Exercise details: All lines from the opening of the data to the line containing "name is the" must be returned unchanged, and only those lines.

── Supplied entries ──

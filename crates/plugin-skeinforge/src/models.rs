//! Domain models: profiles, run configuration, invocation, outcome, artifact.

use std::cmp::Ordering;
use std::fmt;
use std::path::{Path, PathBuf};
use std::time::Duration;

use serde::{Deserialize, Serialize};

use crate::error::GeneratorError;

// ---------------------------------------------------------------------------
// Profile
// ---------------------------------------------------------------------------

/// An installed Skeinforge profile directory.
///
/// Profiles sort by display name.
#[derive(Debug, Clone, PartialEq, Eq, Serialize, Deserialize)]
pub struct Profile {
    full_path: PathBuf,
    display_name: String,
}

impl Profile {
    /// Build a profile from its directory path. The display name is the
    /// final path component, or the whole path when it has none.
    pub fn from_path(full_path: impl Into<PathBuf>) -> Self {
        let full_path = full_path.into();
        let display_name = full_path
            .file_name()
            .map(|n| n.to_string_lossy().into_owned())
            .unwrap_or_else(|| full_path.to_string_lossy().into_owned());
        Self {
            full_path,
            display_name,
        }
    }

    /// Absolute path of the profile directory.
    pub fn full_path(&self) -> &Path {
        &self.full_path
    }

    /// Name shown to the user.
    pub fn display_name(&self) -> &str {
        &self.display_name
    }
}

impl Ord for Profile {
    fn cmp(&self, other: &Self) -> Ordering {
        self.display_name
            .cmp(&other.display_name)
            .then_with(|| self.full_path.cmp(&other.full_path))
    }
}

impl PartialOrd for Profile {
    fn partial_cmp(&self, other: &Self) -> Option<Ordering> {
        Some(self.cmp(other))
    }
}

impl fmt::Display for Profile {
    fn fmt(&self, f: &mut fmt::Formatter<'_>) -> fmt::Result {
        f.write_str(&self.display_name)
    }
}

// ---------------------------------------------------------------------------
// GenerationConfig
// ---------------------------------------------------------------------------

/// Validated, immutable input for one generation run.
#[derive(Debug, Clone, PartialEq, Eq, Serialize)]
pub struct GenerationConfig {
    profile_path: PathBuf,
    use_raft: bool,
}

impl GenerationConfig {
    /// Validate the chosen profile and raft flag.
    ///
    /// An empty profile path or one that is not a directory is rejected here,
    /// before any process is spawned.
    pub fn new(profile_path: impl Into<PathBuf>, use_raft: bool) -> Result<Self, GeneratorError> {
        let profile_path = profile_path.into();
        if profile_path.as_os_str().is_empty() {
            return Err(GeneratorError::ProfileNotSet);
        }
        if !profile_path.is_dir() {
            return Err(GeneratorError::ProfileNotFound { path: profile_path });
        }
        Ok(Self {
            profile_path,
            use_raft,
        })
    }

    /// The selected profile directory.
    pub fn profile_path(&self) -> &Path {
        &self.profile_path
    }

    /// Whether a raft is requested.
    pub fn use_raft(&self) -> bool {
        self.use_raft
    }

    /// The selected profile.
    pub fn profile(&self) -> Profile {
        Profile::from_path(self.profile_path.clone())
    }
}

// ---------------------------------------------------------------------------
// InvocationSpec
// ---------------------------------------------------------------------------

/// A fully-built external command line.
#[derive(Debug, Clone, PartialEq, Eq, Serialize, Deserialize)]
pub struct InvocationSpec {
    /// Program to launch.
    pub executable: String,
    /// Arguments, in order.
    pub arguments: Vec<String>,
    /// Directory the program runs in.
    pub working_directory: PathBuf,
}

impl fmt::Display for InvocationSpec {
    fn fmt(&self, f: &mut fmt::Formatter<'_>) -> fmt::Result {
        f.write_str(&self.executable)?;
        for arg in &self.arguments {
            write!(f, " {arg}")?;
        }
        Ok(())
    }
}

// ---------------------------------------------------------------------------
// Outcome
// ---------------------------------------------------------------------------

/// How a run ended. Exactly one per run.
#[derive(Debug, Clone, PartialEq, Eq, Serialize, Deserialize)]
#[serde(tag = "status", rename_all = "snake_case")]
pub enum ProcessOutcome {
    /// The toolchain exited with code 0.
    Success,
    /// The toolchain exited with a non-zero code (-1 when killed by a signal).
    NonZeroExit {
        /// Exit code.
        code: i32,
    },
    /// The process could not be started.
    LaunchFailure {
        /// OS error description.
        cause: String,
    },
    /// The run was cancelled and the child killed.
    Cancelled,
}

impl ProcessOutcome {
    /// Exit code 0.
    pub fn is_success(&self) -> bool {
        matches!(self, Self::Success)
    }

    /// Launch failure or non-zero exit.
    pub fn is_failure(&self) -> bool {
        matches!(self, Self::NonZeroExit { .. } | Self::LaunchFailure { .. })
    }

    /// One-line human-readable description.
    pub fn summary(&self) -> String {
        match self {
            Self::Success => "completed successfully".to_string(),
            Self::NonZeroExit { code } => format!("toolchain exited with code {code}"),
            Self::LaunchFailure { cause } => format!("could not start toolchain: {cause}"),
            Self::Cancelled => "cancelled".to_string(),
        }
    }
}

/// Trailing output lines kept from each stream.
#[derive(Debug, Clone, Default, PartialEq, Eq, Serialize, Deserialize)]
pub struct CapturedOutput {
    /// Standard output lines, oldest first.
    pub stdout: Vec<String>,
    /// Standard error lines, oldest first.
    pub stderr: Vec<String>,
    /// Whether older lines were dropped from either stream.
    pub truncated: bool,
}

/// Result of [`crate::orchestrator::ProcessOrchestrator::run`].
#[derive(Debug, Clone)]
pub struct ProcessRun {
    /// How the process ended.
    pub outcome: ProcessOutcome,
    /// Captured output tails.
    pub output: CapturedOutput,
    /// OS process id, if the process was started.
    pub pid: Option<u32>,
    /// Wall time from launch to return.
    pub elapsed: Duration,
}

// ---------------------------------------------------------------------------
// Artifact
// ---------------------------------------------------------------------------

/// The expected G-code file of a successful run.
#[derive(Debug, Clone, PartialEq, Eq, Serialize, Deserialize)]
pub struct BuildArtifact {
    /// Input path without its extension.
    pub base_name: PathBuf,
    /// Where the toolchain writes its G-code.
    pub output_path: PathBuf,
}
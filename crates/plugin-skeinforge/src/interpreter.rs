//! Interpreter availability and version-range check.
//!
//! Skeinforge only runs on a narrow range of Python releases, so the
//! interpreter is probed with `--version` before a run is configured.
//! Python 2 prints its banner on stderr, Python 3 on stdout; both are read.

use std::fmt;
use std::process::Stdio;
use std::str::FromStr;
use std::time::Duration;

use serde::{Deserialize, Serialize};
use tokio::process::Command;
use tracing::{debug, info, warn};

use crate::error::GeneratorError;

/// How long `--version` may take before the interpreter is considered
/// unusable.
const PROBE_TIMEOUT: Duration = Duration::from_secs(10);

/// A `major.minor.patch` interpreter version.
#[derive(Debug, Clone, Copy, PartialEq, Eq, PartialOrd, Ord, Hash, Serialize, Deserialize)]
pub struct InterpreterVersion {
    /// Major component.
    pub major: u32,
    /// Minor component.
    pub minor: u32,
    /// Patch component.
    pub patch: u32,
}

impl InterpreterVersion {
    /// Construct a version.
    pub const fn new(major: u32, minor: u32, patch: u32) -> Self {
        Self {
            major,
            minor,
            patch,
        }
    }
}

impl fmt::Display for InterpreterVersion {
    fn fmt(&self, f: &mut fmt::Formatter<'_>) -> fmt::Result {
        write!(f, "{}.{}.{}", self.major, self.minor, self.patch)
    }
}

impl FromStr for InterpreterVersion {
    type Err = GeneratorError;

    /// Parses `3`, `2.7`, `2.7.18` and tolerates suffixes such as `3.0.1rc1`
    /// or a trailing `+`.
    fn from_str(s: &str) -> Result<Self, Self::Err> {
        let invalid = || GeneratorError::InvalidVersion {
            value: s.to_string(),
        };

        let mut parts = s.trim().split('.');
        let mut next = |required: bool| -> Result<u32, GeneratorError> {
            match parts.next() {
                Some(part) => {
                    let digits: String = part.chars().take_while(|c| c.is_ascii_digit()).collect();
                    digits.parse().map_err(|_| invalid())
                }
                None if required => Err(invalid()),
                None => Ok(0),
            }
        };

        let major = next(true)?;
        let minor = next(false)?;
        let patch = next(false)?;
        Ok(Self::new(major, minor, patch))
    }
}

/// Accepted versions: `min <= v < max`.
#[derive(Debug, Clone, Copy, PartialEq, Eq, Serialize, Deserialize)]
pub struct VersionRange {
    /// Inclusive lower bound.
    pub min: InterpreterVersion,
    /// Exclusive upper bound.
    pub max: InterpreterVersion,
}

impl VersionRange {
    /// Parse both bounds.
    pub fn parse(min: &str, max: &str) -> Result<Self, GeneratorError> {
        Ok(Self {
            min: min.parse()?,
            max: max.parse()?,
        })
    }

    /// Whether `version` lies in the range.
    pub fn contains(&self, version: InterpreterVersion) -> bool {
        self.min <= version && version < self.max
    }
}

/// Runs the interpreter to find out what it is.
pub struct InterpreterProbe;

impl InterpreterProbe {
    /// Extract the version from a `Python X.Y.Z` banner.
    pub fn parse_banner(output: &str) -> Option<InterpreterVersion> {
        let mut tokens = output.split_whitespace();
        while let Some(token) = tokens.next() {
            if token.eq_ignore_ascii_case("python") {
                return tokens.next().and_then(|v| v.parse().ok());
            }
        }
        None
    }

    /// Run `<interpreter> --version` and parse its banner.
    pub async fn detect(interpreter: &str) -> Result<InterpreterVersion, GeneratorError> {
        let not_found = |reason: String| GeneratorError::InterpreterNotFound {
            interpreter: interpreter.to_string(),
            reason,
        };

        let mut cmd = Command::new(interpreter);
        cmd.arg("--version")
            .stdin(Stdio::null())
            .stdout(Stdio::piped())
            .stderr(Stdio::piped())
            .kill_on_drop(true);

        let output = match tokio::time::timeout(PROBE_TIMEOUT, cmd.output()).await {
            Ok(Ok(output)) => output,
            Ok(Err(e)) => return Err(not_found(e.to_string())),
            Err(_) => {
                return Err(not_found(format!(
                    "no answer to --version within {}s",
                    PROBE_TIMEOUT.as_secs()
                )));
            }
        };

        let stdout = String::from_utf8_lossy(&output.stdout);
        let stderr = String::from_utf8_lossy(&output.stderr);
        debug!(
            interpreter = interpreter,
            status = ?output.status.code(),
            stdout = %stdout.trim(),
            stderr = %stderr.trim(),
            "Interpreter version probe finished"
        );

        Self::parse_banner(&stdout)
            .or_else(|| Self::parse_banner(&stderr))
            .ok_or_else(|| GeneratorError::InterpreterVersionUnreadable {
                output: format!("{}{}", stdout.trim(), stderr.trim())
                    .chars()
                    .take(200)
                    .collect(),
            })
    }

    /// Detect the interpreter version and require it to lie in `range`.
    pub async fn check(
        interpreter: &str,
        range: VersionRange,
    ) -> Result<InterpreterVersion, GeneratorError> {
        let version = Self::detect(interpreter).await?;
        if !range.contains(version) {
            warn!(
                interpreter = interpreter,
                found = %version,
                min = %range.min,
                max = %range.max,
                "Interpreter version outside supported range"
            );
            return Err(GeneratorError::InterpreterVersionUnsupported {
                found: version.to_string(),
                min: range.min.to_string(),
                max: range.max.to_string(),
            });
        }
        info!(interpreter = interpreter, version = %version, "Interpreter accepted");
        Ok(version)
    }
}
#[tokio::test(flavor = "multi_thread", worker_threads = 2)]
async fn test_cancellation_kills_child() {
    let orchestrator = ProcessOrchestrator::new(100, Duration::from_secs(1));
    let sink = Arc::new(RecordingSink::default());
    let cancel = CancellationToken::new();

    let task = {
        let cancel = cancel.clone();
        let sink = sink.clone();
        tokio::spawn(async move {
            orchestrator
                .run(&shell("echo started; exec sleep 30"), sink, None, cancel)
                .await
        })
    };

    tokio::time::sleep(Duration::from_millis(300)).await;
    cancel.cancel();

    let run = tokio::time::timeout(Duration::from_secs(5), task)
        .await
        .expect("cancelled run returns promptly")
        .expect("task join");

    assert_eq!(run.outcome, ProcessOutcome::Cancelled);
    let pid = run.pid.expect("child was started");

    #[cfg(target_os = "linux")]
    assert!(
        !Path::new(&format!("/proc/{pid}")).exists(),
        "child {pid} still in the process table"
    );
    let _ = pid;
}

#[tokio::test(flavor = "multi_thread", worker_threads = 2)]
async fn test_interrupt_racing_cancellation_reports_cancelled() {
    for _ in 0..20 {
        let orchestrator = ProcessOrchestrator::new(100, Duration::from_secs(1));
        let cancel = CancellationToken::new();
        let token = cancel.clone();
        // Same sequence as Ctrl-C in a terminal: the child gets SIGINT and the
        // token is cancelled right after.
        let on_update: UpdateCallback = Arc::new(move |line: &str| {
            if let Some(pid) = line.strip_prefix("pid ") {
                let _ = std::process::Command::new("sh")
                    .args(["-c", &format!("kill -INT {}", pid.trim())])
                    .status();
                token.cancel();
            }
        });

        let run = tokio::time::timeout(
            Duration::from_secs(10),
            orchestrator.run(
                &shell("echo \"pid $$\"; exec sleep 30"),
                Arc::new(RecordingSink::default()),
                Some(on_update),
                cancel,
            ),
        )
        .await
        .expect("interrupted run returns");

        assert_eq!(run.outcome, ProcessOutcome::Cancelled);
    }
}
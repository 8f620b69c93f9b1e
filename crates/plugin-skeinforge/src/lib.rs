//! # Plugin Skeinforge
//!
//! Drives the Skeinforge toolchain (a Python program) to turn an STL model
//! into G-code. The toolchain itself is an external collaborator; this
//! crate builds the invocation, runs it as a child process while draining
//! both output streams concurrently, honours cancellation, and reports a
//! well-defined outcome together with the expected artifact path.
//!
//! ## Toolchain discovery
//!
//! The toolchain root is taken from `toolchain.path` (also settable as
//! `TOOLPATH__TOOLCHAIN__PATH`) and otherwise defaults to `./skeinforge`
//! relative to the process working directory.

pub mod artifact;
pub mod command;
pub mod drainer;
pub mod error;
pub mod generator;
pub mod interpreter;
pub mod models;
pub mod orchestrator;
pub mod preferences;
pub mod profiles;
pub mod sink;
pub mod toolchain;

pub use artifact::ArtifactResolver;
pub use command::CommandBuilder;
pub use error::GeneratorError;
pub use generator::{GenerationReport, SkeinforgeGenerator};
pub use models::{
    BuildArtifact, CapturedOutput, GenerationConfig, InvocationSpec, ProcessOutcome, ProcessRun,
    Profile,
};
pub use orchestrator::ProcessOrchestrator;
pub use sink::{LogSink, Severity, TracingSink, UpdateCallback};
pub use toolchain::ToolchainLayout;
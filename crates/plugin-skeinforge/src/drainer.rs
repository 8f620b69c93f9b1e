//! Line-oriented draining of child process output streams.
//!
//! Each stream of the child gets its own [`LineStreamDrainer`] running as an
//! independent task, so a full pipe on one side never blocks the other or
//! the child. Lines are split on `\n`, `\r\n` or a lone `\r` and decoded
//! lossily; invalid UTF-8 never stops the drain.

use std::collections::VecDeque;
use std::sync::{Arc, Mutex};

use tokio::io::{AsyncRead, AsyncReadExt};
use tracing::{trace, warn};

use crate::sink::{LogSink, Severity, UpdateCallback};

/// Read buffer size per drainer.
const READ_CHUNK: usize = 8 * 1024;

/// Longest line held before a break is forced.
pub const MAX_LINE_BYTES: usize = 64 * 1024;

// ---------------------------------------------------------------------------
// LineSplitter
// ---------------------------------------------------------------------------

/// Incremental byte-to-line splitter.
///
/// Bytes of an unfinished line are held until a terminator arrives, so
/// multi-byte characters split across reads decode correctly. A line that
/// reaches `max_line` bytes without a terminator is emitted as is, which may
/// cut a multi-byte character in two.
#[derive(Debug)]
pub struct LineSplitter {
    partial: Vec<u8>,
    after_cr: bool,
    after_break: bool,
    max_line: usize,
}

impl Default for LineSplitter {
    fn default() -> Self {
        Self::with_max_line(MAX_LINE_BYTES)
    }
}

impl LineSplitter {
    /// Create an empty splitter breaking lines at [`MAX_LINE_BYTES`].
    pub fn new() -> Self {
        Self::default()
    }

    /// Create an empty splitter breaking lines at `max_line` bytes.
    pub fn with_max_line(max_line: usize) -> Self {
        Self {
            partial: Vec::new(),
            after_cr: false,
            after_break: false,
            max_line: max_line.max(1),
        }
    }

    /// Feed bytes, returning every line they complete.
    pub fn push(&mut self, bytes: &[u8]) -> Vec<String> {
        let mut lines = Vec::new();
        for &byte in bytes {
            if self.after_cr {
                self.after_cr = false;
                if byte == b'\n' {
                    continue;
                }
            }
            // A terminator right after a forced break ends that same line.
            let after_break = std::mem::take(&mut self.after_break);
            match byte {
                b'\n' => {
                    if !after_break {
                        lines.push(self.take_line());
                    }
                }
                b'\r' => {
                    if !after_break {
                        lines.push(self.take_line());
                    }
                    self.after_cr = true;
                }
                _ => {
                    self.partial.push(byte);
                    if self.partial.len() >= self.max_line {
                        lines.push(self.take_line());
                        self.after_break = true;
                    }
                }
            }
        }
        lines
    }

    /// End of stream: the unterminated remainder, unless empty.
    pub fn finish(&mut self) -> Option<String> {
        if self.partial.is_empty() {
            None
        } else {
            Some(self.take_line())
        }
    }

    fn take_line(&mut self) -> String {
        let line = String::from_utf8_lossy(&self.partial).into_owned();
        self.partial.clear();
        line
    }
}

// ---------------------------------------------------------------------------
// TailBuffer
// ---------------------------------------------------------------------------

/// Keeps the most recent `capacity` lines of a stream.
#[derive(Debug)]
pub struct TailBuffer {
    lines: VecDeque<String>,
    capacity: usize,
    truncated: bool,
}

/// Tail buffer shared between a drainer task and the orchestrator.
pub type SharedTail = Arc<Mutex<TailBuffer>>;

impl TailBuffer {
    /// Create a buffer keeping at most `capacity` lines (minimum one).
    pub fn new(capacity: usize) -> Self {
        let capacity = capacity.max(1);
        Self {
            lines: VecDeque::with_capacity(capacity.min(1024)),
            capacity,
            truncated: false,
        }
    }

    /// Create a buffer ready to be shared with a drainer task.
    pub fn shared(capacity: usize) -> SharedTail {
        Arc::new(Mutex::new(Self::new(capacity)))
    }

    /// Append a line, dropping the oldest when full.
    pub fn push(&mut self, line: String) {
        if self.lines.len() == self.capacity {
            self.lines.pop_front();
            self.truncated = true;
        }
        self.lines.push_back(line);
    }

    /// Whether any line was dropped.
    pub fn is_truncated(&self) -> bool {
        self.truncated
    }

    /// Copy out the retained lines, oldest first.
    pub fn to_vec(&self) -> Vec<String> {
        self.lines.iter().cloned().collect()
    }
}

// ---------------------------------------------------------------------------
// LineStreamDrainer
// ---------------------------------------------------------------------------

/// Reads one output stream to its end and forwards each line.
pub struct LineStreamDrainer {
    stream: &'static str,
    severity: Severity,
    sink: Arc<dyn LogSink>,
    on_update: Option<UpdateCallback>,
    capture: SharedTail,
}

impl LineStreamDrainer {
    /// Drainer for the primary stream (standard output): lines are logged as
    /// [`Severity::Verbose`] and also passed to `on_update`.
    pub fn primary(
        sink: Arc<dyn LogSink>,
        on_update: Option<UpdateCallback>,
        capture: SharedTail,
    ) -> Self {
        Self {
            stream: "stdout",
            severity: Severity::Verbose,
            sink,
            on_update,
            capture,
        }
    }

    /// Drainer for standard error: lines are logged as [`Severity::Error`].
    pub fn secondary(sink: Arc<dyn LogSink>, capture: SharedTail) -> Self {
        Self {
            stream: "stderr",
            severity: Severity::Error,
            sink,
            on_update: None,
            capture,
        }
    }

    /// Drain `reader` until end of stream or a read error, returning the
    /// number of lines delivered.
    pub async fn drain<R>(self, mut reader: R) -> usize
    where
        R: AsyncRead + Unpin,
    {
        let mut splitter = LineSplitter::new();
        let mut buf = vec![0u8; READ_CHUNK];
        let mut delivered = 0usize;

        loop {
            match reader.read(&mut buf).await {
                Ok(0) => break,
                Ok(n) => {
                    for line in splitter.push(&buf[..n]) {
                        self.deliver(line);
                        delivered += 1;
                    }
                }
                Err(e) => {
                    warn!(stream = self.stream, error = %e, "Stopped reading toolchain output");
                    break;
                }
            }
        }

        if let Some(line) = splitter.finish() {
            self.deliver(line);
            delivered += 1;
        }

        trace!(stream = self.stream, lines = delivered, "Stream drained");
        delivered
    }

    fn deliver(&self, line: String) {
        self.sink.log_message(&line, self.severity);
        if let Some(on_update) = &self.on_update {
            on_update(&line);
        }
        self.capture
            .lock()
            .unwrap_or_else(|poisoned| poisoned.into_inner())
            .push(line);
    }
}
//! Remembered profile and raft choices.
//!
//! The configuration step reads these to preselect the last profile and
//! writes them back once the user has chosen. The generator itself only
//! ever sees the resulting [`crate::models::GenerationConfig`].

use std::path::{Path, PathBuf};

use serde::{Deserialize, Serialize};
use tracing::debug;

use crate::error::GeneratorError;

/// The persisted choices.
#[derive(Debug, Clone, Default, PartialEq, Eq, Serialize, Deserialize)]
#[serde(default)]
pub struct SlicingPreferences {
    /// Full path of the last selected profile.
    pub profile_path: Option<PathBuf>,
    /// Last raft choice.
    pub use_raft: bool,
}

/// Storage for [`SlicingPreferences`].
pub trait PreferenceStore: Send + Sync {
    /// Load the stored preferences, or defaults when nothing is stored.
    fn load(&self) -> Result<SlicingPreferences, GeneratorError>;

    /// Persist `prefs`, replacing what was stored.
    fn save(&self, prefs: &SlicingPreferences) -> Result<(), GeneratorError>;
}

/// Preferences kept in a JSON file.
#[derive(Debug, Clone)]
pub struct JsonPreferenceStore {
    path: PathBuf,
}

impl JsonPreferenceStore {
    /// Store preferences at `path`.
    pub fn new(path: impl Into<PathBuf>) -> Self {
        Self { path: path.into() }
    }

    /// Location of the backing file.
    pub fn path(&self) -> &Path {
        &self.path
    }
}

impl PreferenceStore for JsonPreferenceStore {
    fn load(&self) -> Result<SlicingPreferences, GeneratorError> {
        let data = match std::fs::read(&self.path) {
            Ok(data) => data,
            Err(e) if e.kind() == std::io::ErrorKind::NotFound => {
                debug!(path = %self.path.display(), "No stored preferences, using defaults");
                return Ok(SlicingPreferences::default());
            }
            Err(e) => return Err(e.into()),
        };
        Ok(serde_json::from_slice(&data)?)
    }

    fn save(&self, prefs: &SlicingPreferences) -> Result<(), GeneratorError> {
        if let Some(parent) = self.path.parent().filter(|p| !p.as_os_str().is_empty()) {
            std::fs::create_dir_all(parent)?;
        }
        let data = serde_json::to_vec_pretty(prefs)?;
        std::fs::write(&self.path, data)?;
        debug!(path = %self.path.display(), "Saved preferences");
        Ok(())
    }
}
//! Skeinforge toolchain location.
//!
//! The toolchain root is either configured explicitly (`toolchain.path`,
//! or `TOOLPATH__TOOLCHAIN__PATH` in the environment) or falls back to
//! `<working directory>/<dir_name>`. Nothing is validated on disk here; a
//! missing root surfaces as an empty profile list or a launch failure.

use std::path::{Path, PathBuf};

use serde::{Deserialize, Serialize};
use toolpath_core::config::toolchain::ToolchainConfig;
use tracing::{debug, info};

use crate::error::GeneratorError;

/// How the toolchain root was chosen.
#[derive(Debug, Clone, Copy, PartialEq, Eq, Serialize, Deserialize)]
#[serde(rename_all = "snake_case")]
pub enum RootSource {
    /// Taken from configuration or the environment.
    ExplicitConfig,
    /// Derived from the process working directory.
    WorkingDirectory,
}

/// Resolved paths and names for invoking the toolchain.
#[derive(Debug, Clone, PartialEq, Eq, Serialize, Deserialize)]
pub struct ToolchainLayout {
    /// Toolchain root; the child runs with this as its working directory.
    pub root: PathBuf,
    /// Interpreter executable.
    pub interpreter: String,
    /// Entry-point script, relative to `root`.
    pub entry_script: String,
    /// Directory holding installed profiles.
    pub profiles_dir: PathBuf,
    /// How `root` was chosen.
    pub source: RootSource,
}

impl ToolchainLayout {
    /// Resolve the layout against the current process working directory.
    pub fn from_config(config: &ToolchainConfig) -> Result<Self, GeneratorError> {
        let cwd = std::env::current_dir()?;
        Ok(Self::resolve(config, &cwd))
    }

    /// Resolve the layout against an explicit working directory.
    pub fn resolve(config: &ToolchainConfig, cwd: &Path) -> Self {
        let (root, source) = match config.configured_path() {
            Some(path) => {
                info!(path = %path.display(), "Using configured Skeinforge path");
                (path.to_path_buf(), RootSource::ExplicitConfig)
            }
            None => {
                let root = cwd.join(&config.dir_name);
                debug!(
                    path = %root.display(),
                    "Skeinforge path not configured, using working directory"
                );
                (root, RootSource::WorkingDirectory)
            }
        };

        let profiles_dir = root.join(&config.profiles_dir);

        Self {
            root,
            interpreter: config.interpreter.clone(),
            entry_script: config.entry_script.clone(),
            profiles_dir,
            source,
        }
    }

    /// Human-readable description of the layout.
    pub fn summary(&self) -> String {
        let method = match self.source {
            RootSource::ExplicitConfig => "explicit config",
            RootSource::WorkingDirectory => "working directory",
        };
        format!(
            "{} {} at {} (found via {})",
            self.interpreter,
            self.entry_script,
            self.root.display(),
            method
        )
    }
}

───

Output of the task:
filename crates/plugin-skeinforge/src/models.rs
//! Domain models: profiles, run configuration, invocation, outcome, artifact.

use std::cmp::Ordering;
use std::fmt;
use std::path::{Path, PathBuf};
use std::time::Duration;

use serde::{Deserialize, Serialize};

use crate::error::GeneratorError;

// ---------------------------------------------------------------------------
// Profile
// ---------------------------------------------------------------------------

/// An installed Skeinforge profile directory.
///
/// Profiles sort by display name.
#[derive(Debug, Clone, PartialEq, Eq, Serialize, Deserialize)]
pub struct Profile {
    full_path: PathBuf,
    display_name: String,
}

impl Profile {
    /// Build a profile from its directory path. The display name is the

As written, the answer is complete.